DOYANDUIT – Bagi pelaku usaha, memahami klasifikasi jasa dalam sistem perpajakan merupakan langkah penting untuk memastikan kepatuhan terhadap regulasi. Salah satu pertanyaan yang kerap muncul adalah: Bagaimana posisi kalibrasi dan jasa tester dalam Coretax System menurut PMK-141/2015?
Artikel ini akan mengulas secara detail ketentuan tersebut, termasuk implikasinya bagi bisnis, dengan merujuk pada Peraturan Menteri Keuangan (PMK) Nomor 141/PMK.03/2015.
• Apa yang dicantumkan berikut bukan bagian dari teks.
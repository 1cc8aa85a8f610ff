//! Momentum scoring.
//!
//! Four global Welford accumulators (cross-token by design, so z-scores
//! stay comparable between tokens) feed a weighted z-composite. Tokens
//! carrying a Phase-1 snapshot blend in a hotness term computed from
//! true on-chain counts. Confirmation dwell is advanced on monotonic
//! wall-clock ticks only.

use crate::config::{ThresholdsConfig, WeightsConfig};
use crate::token_state::TokenState;
use crate::types::{ExitReason, MomentumScore, ScoreComponents};

const Z_CLAMP: f64 = 6.0;
/// Fallback per-swap notional (SOL) for the Phase-1 inflow estimate when
/// no trailing average is available yet.
const DEFAULT_PER_SWAP_SOL: f64 = 0.5;
/// Continuous negative 15s inflow required for a flow-reversal exit.
const FLOW_REVERSAL_DWELL_MS: u64 = 5_000;

/// Numerically stable one-pass mean/variance accumulator.
#[derive(Debug, Clone, Copy, Default)]
pub struct WelfordStats {
    n: u64,
    mean: f64,
    m2: f64,
}

impl WelfordStats {
    pub fn update(&mut self, x: f64) {
        self.n += 1;
        let delta = x - self.mean;
        self.mean += delta / self.n as f64;
        let delta2 = x - self.mean;
        self.m2 += delta * delta2;
    }

    pub fn count(&self) -> u64 {
        self.n
    }

    pub fn mean(&self) -> f64 {
        self.mean
    }

    pub fn std_dev(&self) -> Option<f64> {
        if self.n < 2 {
            return None;
        }
        let variance = self.m2 / (self.n - 1) as f64;
        if variance > 0.0 {
            Some(variance.sqrt())
        } else {
            None
        }
    }

    /// Z-score of `x` against the accumulated distribution, clamped to
    /// [-6, 6]; zero while undefined.
    pub fn z_score(&self, x: f64) -> f64 {
        match self.std_dev() {
            Some(sigma) => ((x - self.mean) / sigma).clamp(-Z_CLAMP, Z_CLAMP),
            None => 0.0,
        }
    }
}

pub struct MomentumScorer {
    swap_count_stats: WelfordStats,
    net_inflow_stats: WelfordStats,
    unique_buyers_stats: WelfordStats,
    price_change_stats: WelfordStats,

    weights: WeightsConfig,
    entry_threshold: f64,
    exit_threshold: f64,
    confirmation_secs: u64,
}

impl MomentumScorer {
    pub fn new(weights: WeightsConfig, thresholds: &ThresholdsConfig) -> Self {
        Self {
            swap_count_stats: WelfordStats::default(),
            net_inflow_stats: WelfordStats::default(),
            unique_buyers_stats: WelfordStats::default(),
            price_change_stats: WelfordStats::default(),
            weights,
            entry_threshold: thresholds.entry_threshold,
            exit_threshold: thresholds.exit_threshold,
            confirmation_secs: thresholds.confirmation_secs,
        }
    }

    /// One scoring tick for a token: observe, score, advance dwell.
    pub fn tick(&mut self, state: &mut TokenState, now_ms: u64) -> MomentumScore {
        let m15 = state.metrics_15s(now_ms);
        let m60 = state.metrics_60s(now_ms);
        let phase1 = state.phase1_stats().cloned();

        // Phase-1-aware input substitution: the snapshot carries true
        // on-chain counts where Phase-2 attribution is thin.
        let (swap_count, net_inflow_sol, unique_buyers) = match &phase1 {
            Some(p1) => {
                let per_swap_sol = state
                    .trailing_avg_notional_sol()
                    .unwrap_or(DEFAULT_PER_SWAP_SOL);
                let inflow = (p1.buys as f64 - p1.sells as f64) * per_swap_sol;

                let seen = m60.unique_buyers.len() as u64;
                let buyers = if seen == 0 {
                    ((p1.swaps_in_window / 3) as u64).min(10)
                } else {
                    seen
                };
                (p1.swaps_in_window as f64, inflow, buyers as f64)
            }
            None => (
                m15.swap_count as f64,
                m15.net_inflow as f64 / 1e9,
                m60.unique_buyers.len() as f64,
            ),
        };
        let price_change = m60.price_change_pct;

        self.swap_count_stats.update(swap_count);
        self.net_inflow_stats.update(net_inflow_sol);
        self.unique_buyers_stats.update(unique_buyers);
        self.price_change_stats.update(price_change);

        let components = ScoreComponents {
            swap_count_z: self.swap_count_stats.z_score(swap_count),
            net_inflow_z: self.net_inflow_stats.z_score(net_inflow_sol),
            unique_buyers_z: self.unique_buyers_stats.z_score(unique_buyers),
            price_change_z: self.price_change_stats.z_score(price_change),
        };

        let z_composite = self.weights.swap_count * components.swap_count_z
            + self.weights.net_inflow * components.net_inflow_z
            + self.weights.unique_buyers * components.unique_buyers_z
            + self.weights.price_change * components.price_change_z;

        let total_score = match &phase1 {
            Some(p1) => 0.6 * Self::hotness(p1.swaps_in_window, p1.buy_ratio, p1.is_new_momentum)
                + 0.4 * z_composite,
            None => z_composite,
        };

        let above_entry = total_score >= self.entry_threshold;
        let negative_inflow = m15.net_inflow < 0;
        state.update_dwell(now_ms, above_entry, negative_inflow);

        MomentumScore {
            mint: state.mint.clone(),
            timestamp_ms: now_ms,
            total_score,
            components,
            is_above_entry_threshold: above_entry,
            is_above_exit_threshold: total_score >= self.exit_threshold,
            consecutive_above_entry_secs: state.consecutive_above_entry_ms as f64 / 1_000.0,
        }
    }

    /// Tiered hotness term from true Phase-1 counts.
    fn hotness(swaps: u32, buy_ratio: f64, is_new_momentum: bool) -> f64 {
        let base = if swaps >= 30 {
            3.0
        } else if swaps >= 15 {
            2.0
        } else if swaps >= 5 {
            1.0
        } else {
            0.0
        };
        let ratio_boost = if buy_ratio >= 0.8 { 1.2 } else { 1.0 };
        let momentum_boost = if is_new_momentum { 1.1 } else { 1.0 };
        base * ratio_boost * momentum_boost
    }

    /// Entry requires the score above threshold AND the confirmation
    /// dwell served; neither alone suffices.
    pub fn entry_ready(&self, score: &MomentumScore) -> bool {
        score.is_above_entry_threshold
            && score.consecutive_above_entry_secs >= self.confirmation_secs as f64
    }

    /// Exit check for a token with an open position. Momentum decay takes
    /// precedence over flow reversal; at most one reason per tick.
    pub fn should_exit(&self, state: &TokenState, score: &MomentumScore) -> Option<ExitReason> {
        if score.total_score < self.exit_threshold {
            return Some(ExitReason::MomentumDecay);
        }
        if state.consecutive_negative_inflow_ms >= FLOW_REVERSAL_DWELL_MS {
            return Some(ExitReason::FlowReversal);
        }
        None
    }
}
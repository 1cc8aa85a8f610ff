//! Binary event decoder for venue program logs.
//!
//! On-chain programs emit self-describing event records as
//! `Program data: <base64>` log lines, tagged by an 8-byte discriminator.
//! The decoder recognizes the bonding-curve trade event (fully
//! attributed: mint, user, exact lamports) and the AMM buy/sell events
//! (amounts and reserves only; mint and user arrive later from the
//! enricher). Malformed or truncated records are skipped silently.

use base64::{engine::general_purpose, Engine as _};
use solana_sdk::pubkey::Pubkey;
use tracing::debug;

use crate::classifier::MIN_DECODED_NOTIONAL_LAMPORTS;

// Event discriminators from the venue IDLs.
const CURVE_TRADE_EVENT_DISCRIMINATOR: [u8; 8] = [189, 219, 127, 211, 78, 230, 97, 238];
const AMM_BUY_EVENT_DISCRIMINATOR: [u8; 8] = [103, 244, 82, 31, 44, 245, 119, 119];
const AMM_SELL_EVENT_DISCRIMINATOR: [u8; 8] = [62, 47, 55, 10, 165, 3, 220, 42];

const PROGRAM_DATA_PREFIX: &str = "Program data: ";

/// One decoded event record.
#[derive(Debug, Clone, PartialEq)]
pub enum DecodedRecord {
    /// Bonding-curve trade: exact semantics straight from the payload.
    CurveTrade {
        mint: String,
        sol_lamports: u64,
        token_amount: u64,
        is_buy: bool,
        user: String,
        timestamp: i64,
        virtual_sol_reserves: u64,
        virtual_token_reserves: u64,
        real_sol_reserves: u64,
        real_token_reserves: u64,
        fee_recipient: String,
        fee_basis_points: u64,
    },
    /// AMM swap: amounts and pool reserves only. The signer and mint are
    /// not in the payload and must be supplied by the enricher, so these
    /// records bypass the dust floor.
    AmmSwap {
        is_buy: bool,
        timestamp: i64,
        base_amount: u64,
        quote_amount: u64,
        pool_base_reserves: u64,
        pool_quote_reserves: u64,
    },
}

pub struct BinaryEventDecoder {
    min_notional_lamports: u64,
}

impl Default for BinaryEventDecoder {
    fn default() -> Self {
        Self::new()
    }
}

impl BinaryEventDecoder {
    pub fn new() -> Self {
        Self {
            min_notional_lamports: MIN_DECODED_NOTIONAL_LAMPORTS,
        }
    }

    /// Decode every recognizable event record in a log batch. Records
    /// with exact notional below the dust floor are dropped here; AMM
    /// records pass through unfiltered for enrichment.
    pub fn decode_all(&self, logs: &[String]) -> Vec<DecodedRecord> {
        let mut records = Vec::new();
        for log in logs {
            let Some(data) = Self::extract_event_data(log) else {
                continue;
            };
            if let Some(record) = self.parse_record(&data) {
                if self.passes_dust_floor(&record) {
                    records.push(record);
                } else {
                    debug!("dust-filtered curve trade below {} lamports", self.min_notional_lamports);
                }
            }
        }
        records
    }

    fn passes_dust_floor(&self, record: &DecodedRecord) -> bool {
        match record {
            DecodedRecord::CurveTrade { sol_lamports, .. } => {
                *sol_lamports >= self.min_notional_lamports
            }
            DecodedRecord::AmmSwap { .. } => true,
        }
    }

    /// Pull the binary payload out of a `Program data:` log line.
    /// Base64 first (the emitter default), base58 as a fallback.
    fn extract_event_data(log: &str) -> Option<Vec<u8>> {
        let start = log.find(PROGRAM_DATA_PREFIX)?;
        let data_str = log[start + PROGRAM_DATA_PREFIX.len()..].trim();
        if let Ok(decoded) = general_purpose::STANDARD.decode(data_str) {
            return Some(decoded);
        }
        bs58::decode(data_str).into_vec().ok()
    }

    fn parse_record(&self, data: &[u8]) -> Option<DecodedRecord> {
        if data.len() < 8 {
            return None;
        }
        let discriminator = &data[0..8];
        let payload = &data[8..];

        if discriminator == CURVE_TRADE_EVENT_DISCRIMINATOR {
            Self::parse_curve_trade(payload)
        } else if discriminator == AMM_BUY_EVENT_DISCRIMINATOR {
            Self::parse_amm_swap(payload, true)
        } else if discriminator == AMM_SELL_EVENT_DISCRIMINATOR {
            Self::parse_amm_swap(payload, false)
        } else {
            None
        }
    }

    fn parse_curve_trade(payload: &[u8]) -> Option<DecodedRecord> {
        let mut cursor = Cursor::new(payload);

        let mint = cursor.read_pubkey()?;
        let sol_lamports = cursor.read_u64()?;
        let token_amount = cursor.read_u64()?;
        let is_buy = cursor.read_bool()?;
        let user = cursor.read_pubkey()?;
        let timestamp = cursor.read_i64()?;
        let virtual_sol_reserves = cursor.read_u64()?;
        let virtual_token_reserves = cursor.read_u64()?;
        let real_sol_reserves = cursor.read_u64()?;
        let real_token_reserves = cursor.read_u64()?;
        let fee_recipient = cursor.read_pubkey()?;
        let fee_basis_points = cursor.read_u64()?;

        Some(DecodedRecord::CurveTrade {
            mint: mint.to_string(),
            sol_lamports,
            token_amount,
            is_buy,
            user: user.to_string(),
            timestamp,
            virtual_sol_reserves,
            virtual_token_reserves,
            real_sol_reserves,
            real_token_reserves,
            fee_recipient: fee_recipient.to_string(),
            fee_basis_points,
        })
    }

    fn parse_amm_swap(payload: &[u8], is_buy: bool) -> Option<DecodedRecord> {
        let mut cursor = Cursor::new(payload);

        let timestamp = cursor.read_i64()?;
        let base_amount = cursor.read_u64()?;
        let quote_amount = cursor.read_u64()?;
        let pool_base_reserves = cursor.read_u64()?;
        let pool_quote_reserves = cursor.read_u64()?;

        Some(DecodedRecord::AmmSwap {
            is_buy,
            timestamp,
            base_amount,
            quote_amount,
            pool_base_reserves,
            pool_quote_reserves,
        })
    }
}

/// Bounds-checked little-endian reader over an event payload.
struct Cursor<'a> {
    data: &'a [u8],
    offset: usize,
}

impl<'a> Cursor<'a> {
    fn new(data: &'a [u8]) -> Self {
        Self { data, offset: 0 }
    }

    fn take(&mut self, n: usize) -> Option<&'a [u8]> {
        let end = self.offset.checked_add(n)?;
        if end > self.data.len() {
            return None;
        }
        let slice = &self.data[self.offset..end];
        self.offset = end;
        Some(slice)
    }

    fn read_u64(&mut self) -> Option<u64> {
        self.take(8).map(|b| u64::from_le_bytes(b.try_into().unwrap()))
    }

    fn read_i64(&mut self) -> Option<i64> {
        self.take(8).map(|b| i64::from_le_bytes(b.try_into().unwrap()))
    }

    fn read_bool(&mut self) -> Option<bool> {
        self.take(1).map(|b| b[0] != 0)
    }

    fn read_pubkey(&mut self) -> Option<Pubkey> {
        self.take(32)
            .map(|b| Pubkey::new_from_array(b.try_into().unwrap()))
    }
}

#[cfg(test)]
mod tests {
    use super::*;

    fn encode_log(payload: &[u8]) -> String {
        format!("Program data: {}", general_purpose::STANDARD.encode(payload))
    }

    fn curve_trade_payload(sol_lamports: u64, is_buy: bool) -> Vec<u8> {
        let mut data = Vec::new();
        data.extend_from_slice(&CURVE_TRADE_EVENT_DISCRIMINATOR);
        data.extend_from_slice(&[7u8; 32]); // mint
        data.extend_from_slice(&sol_lamports.to_le_bytes());
        data.extend_from_slice(&1_000_000u64.to_le_bytes()); // token amount
        data.push(u8::from(is_buy));
        data.extend_from_slice(&[9u8; 32]); // user
        data.extend_from_slice(&1_700_000_000i64.to_le_bytes());
        data.extend_from_slice(&30_000_000_000u64.to_le_bytes()); // virtual sol
        data.extend_from_slice(&1_000_000_000_000u64.to_le_bytes()); // virtual tokens
        data.extend_from_slice(&5_000_000_000u64.to_le_bytes()); // real sol
        data.extend_from_slice(&800_000_000_000u64.to_le_bytes()); // real tokens
        data.extend_from_slice(&[3u8; 32]); // fee recipient
        data.extend_from_slice(&100u64.to_le_bytes());
        data
    }

    fn amm_swap_payload(is_buy: bool, quote_amount: u64) -> Vec<u8> {
        let mut data = Vec::new();
        data.extend_from_slice(if is_buy {
            &AMM_BUY_EVENT_DISCRIMINATOR
        } else {
            &AMM_SELL_EVENT_DISCRIMINATOR
        });
        data.extend_from_slice(&1_700_000_000i64.to_le_bytes());
        data.extend_from_slice(&123_456u64.to_le_bytes()); // base amount
        data.extend_from_slice(&quote_amount.to_le_bytes());
        data.extend_from_slice(&50_000_000_000u64.to_le_bytes()); // pool base
        data.extend_from_slice(&40_000_000_000u64.to_le_bytes()); // pool quote
        data
    }

    #[test]
    fn test_decode_curve_trade() {
        let decoder = BinaryEventDecoder::new();
        let logs = vec![encode_log(&curve_trade_payload(300_000_000, true))];

        let records = decoder.decode_all(&logs);
        assert_eq!(records.len(), 1);
        match &records[0] {
            DecodedRecord::CurveTrade {
                sol_lamports,
                is_buy,
                fee_basis_points,
                ..
            } => {
                assert_eq!(*sol_lamports, 300_000_000);
                assert!(*is_buy);
                assert_eq!(*fee_basis_points, 100);
            }
            other => panic!("unexpected record: {:?}", other),
        }
    }

    #[test]
    fn test_decode_amm_buy_and_sell() {
        let decoder = BinaryEventDecoder::new();
        let logs = vec![
            encode_log(&amm_swap_payload(true, 200_000_000)),
            encode_log(&amm_swap_payload(false, 150_000_000)),
        ];

        let records = decoder.decode_all(&logs);
        assert_eq!(records.len(), 2);
        assert!(matches!(records[0], DecodedRecord::AmmSwap { is_buy: true, .. }));
        assert!(matches!(records[1], DecodedRecord::AmmSwap { is_buy: false, .. }));
    }

    #[test]
    fn test_dust_floor_filters_curve_but_not_amm() {
        let decoder = BinaryEventDecoder::new();
        // 0.01 SOL curve trade: below the 0.05 floor, dropped.
        let logs = vec![encode_log(&curve_trade_payload(10_000_000, true))];
        assert!(decoder.decode_all(&logs).is_empty());

        // Same notional in an AMM record: passed through for enrichment.
        let logs = vec![encode_log(&amm_swap_payload(true, 10_000_000))];
        assert_eq!(decoder.decode_all(&logs).len(), 1);
    }

    #[test]
    fn test_truncated_payload_is_skipped() {
        let decoder = BinaryEventDecoder::new();
        let mut payload = curve_trade_payload(300_000_000, true);
        payload.truncate(40); // cuts into the first u64
        let logs = vec![encode_log(&payload)];
        assert!(decoder.decode_all(&logs).is_empty());
    }

    #[test]
    fn test_unknown_discriminator_is_skipped() {
        let decoder = BinaryEventDecoder::new();
        let mut payload = vec![0u8; 8];
        payload.extend_from_slice(&[1u8; 64]);
        let logs = vec![encode_log(&payload)];
        assert!(decoder.decode_all(&logs).is_empty());
    }

    #[test]
    fn test_non_event_logs_are_ignored() {
        let decoder = BinaryEventDecoder::new();
        let logs = vec![
            "Program 6EF8rrecthR5Dkzon8Nwu78hRvfCKubJ14M5uBEwF6P invoke [1]".to_string(),
            "Program log: Instruction: Buy".to_string(),
            "Program data: not-valid-base64!!!".to_string(),
        ];
        assert!(decoder.decode_all(&logs).is_empty());
    }
}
Mengenal PMK-141/2015 dan Kaitannya dengan Klasifikasi Jasa
PMK-141/2015 mengatur tentang Jenis Jasa Lain yang Tidak Termasuk Jasa Kena Pajak (Non-JKP). Aturan ini menjadi acuan bagi wajib pajak untuk menentukan apakah suatu layanan dikenai Pajak Pertambahan Nilai (PPN) atau tidak. Dalam lampiran PMK tersebut, terdapat daftar jasa yang dikecualikan dari objek PPN, termasuk beberapa kategori terkait kalibrasi dan pengujian.
Penting untuk digarisbawahi: Tidak semua jasa kalibrasi atau pengujian otomatis bebas PPN. Klasifikasinya bergantung pada jenis layanan, lingkup pekerjaan, serta pihak yang menerima manfaat. Oleh karena itu, pemahaman mendalam tentang kriteria dalam PMK-141/2015 sangat diperlukan.
Apa Itu Jasa Kalibrasi dan Tester?
Sebelum membahas lebih jauh, mari definisikan kedua istilah ini:
- Jasa Kalibrasi
Kalibrasi merupakan proses memastikan keakuratan alat ukur atau instrumen dengan membandingkannya terhadap standar yang diakui. Contohnya, kalibrasi alat ukur suhu, tekanan, atau timbangan. Layanan ini umumnya dibutuhkan di industri manufaktur, laboratorium, atau sektor kesehatan. - Jasa Tester/Pengujian
Jasa ini mencakup aktivitas pengujian produk, material, atau sistem untuk memverifikasi kualitas, kinerja, atau kesesuaian dengan standar tertentu. Misalnya, pengujian kekuatan material konstruksi atau analisis komposisi kimia.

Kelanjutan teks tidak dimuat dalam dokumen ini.